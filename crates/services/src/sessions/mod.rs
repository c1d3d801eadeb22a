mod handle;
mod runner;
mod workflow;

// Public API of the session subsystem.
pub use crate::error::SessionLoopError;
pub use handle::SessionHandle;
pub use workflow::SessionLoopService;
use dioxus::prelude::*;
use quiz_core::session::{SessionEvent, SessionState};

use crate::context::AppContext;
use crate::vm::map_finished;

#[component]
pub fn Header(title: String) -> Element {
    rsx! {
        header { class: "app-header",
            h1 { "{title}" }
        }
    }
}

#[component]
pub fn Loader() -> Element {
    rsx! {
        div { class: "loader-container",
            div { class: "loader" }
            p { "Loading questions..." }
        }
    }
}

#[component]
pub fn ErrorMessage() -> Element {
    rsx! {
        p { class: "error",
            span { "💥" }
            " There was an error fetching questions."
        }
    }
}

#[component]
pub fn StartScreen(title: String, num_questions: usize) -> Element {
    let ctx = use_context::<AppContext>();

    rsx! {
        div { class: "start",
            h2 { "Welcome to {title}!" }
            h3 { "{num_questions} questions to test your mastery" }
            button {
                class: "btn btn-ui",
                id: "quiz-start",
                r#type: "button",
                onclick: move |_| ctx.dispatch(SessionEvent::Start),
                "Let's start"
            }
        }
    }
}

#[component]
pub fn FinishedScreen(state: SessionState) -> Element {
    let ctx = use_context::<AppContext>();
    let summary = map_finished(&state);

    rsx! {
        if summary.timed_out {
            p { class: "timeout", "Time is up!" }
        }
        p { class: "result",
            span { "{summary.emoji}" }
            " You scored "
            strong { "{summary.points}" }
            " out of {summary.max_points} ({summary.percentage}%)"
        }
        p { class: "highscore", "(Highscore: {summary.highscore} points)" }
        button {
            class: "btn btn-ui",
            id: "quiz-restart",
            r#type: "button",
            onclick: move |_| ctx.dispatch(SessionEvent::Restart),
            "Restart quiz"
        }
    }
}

Prompt — In the data above, how many lines hold the word "SessionEvent"? Give only the number.

Written response — 3